Ein Blick hinter die Kulissen der studentischen Theaterszene

Auch diesen Sommer finden wieder zahlreiche Aufführungen statt. / Foto: IDeFix

Die Anzahl studentischer Theatergruppen in Heidelberg ist ebenso beachtlich wie vielfältig. Durch das Begleiten von Proben, erhielt  Isabella Freilinger einen Ãœberblick der Gruppen, einen Einblicke in die Arbeitsweise und einen Ausblick auf das sommerliche Theater-Programm.

„Noch einmal und dieses Mal bitte mit mehr Verwunderung und weniger Wut!“ Vanessa atmet tief durch, setzt sich auf den Boden und spielt ihre Szene noch einmal und dann noch einmal. Nach ihrem Bachelorstudium der Translationswissenschaft, hat sie eine Vollzeitstelle bei SAP, macht ihren Master im Fernstudium und verbringt mindestens zwei Abende in der Woche mit Theaterproben.
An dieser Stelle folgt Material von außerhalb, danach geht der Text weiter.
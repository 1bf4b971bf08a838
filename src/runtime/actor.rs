use std::panic::{AssertUnwindSafe, catch_unwind};
use std::sync::{Arc, mpsc};
use std::thread::{self, JoinHandle};

use crate::foundation::error::{ShadowError, ShadowResult};

type Job<S> = Box<dyn FnOnce(&mut S) + Send>;

enum Msg<S> {
    Run(Job<S>),
    Stop,
}

/// Sending side of an actor: closures posted here run one at a time on the actor thread.
pub struct ActorHandle<S> {
    name: Arc<str>,
    tx: mpsc::Sender<Msg<S>>,
}

impl<S> Clone for ActorHandle<S> {
    fn clone(&self) -> Self {
        Self {
            name: Arc::clone(&self.name),
            tx: self.tx.clone(),
        }
    }
}

impl<S> std::fmt::Debug for ActorHandle<S> {
    fn fmt(&self, f: &mut std::fmt::Formatter<'_>) -> std::fmt::Result {
        f.debug_struct("ActorHandle")
            .field("name", &self.name)
            .finish_non_exhaustive()
    }
}

impl<S: 'static> ActorHandle<S> {
    /// Actor (thread) name.
    pub fn name(&self) -> &str {
        &self.name
    }

    /// Post `job` without waiting for it.
    pub fn dispatch(&self, job: impl FnOnce(&mut S) + Send + 'static) -> ShadowResult<()> {
        self.tx
            .send(Msg::Run(Box::new(job)))
            .map_err(|_| ShadowError::actor(format!("{} has shut down", self.name)))
    }

    /// Run `job` on the actor and wait for its result.
    ///
    /// Must not be called from the actor's own thread.
    pub fn call<R: Send + 'static>(
        &self,
        job: impl FnOnce(&mut S) -> R + Send + 'static,
    ) -> ShadowResult<R> {
        let (reply_tx, reply_rx) = mpsc::sync_channel::<R>(1);
        self.dispatch(move |state| {
            let _ = reply_tx.send(job(state));
        })?;
        reply_rx.recv().map_err(|_| {
            ShadowError::actor(format!("{} dropped the reply (job panicked?)", self.name))
        })
    }
}

/// A named thread that owns `S` and runs posted closures against it in order.
pub struct Actor<S: 'static> {
    handle: ActorHandle<S>,
    thread: Option<JoinHandle<()>>,
}

impl<S: 'static> Actor<S> {
    /// Spawn the thread and build its state there, so thread-bound state never moves.
    pub fn spawn(
        name: &str,
        init: impl FnOnce(ActorHandle<S>) -> S + Send + 'static,
    ) -> ShadowResult<Self> {
        let (tx, rx) = mpsc::channel::<Msg<S>>();
        let handle = ActorHandle {
            name: Arc::from(name),
            tx,
        };
        let own = handle.clone();
        let thread = thread::Builder::new()
            .name(name.to_owned())
            .spawn(move || run(own, rx, init))
            .map_err(|e| ShadowError::actor(format!("spawn {name}: {e}")))?;
        Ok(Self {
            handle,
            thread: Some(thread),
        })
    }

    /// A handle for posting work.
    pub fn handle(&self) -> &ActorHandle<S> {
        &self.handle
    }

    /// Stop after already-queued work and join the thread.
    pub fn shutdown(mut self) -> ShadowResult<()> {
        self.stop()
    }

    fn stop(&mut self) -> ShadowResult<()> {
        let Some(thread) = self.thread.take() else {
            return Ok(());
        };
        let _ = self.handle.tx.send(Msg::Stop);
        thread
            .join()
            .map_err(|_| ShadowError::actor(format!("{} panicked", self.handle.name)))
    }
}

impl<S: 'static> Drop for Actor<S> {
    fn drop(&mut self) {
        if let Err(err) = self.stop() {
            tracing::error!(error = %err, "actor shutdown failed");
        }
    }
}

fn run<S>(own: ActorHandle<S>, rx: mpsc::Receiver<Msg<S>>, init: impl FnOnce(ActorHandle<S>) -> S) {
    let name = Arc::clone(&own.name);
    let mut state = init(own);
    tracing::debug!(actor = %name, "actor started");
    while let Ok(msg) = rx.recv() {
        match msg {
            Msg::Run(job) => {
                // A panicking job is logged; the actor keeps serving.
                if catch_unwind(AssertUnwindSafe(|| job(&mut state))).is_err() {
                    tracing::error!(actor = %name, "actor job panicked");
                }
            }
            Msg::Stop => break,
        }
    }
    tracing::debug!(actor = %name, "actor stopped");
}

#[cfg(test)]
#[path = "../../tests/unit/runtime/actor.rs"]
mod tests;
use std::path::Path;

use crate::foundation::core::LayoutDirection;
use crate::foundation::error::{ShadowError, ShadowResult};

/// Options controlling the coordination actor and the mount pipeline.
#[derive(Clone, Debug, PartialEq, serde::Serialize, serde::Deserialize)]
#[serde(default, rename_all = "camelCase", deny_unknown_fields)]
pub struct UiManagerOpts {
    /// Treat out-of-range `manageChildren` indices as invariant violations instead of skipping
    /// them.
    pub strict_child_indices: bool,
    /// Layout direction of roots that do not set one through props.
    pub default_layout_direction: LayoutDirection,
    /// When disabled, configured layout animations still report completion but mutations are
    /// applied instantly.
    pub layout_animations: bool,
    /// Name of the coordination actor thread.
    pub coordinator_thread_name: String,
    /// Name of the UI actor thread.
    pub ui_thread_name: String,
}

impl Default for UiManagerOpts {
    fn default() -> Self {
        Self {
            strict_child_indices: false,
            default_layout_direction: LayoutDirection::Ltr,
            layout_animations: true,
            coordinator_thread_name: "shadowtree-coordinator".to_owned(),
            ui_thread_name: "shadowtree-ui".to_owned(),
        }
    }
}

impl UiManagerOpts {
    /// Parse options from JSON. Missing fields keep their defaults.
    pub fn from_json_str(s: &str) -> ShadowResult<Self> {
        serde_json::from_str(s).map_err(|e| ShadowError::serde(format!("invalid options: {e}")))
    }

    /// Read and parse an options file.
    pub fn from_path(path: impl AsRef<Path>) -> ShadowResult<Self> {
        let path = path.as_ref();
        let s = std::fs::read_to_string(path).map_err(|e| {
            ShadowError::Other(anyhow::anyhow!("read options '{}': {e}", path.display()))
        })?;
        Self::from_json_str(&s)
    }
}

#[cfg(test)]
#[path = "../../tests/unit/runtime/config.rs"]
mod tests;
 Jürgen, Informatikstudent, spricht sogar von fünf Proben in der Woche. Sie sind nur zwei von vielen Studierenden in Heidelberg, die an diversen Theaterproduktionen arbeiten und einen erheblichen Teil ihrer Freizeit opfern um ein paar Abende auf den Brettern zu stehen, die für sie, so scheint es, fast die Welt bedeuten. Die studentische Theaterszene ist beträchtlich, das Angebot vielfältig und vielen doch vollkommen unbekannt. 

An einer ambitionierten Produktion arbeitet beispielsweise gerade die Theatergruppe „Vogelfrei“ des Germanistischen Seminars: „Anatol“ von Arthur Schnitzler soll mit einem Ensemble von 20 Leuten Anfang Juli aufgeführt werden. Die Theatergruppe entstand 2006 auf Initiative eines Dozenten und führt seitdem jeden Sommer ein Freiluftschauspiel auf. Dabei wird von Regie, über Maske bis hin zu Technik alles von Studierenden verschiedener Fachrichtungen erarbeitet.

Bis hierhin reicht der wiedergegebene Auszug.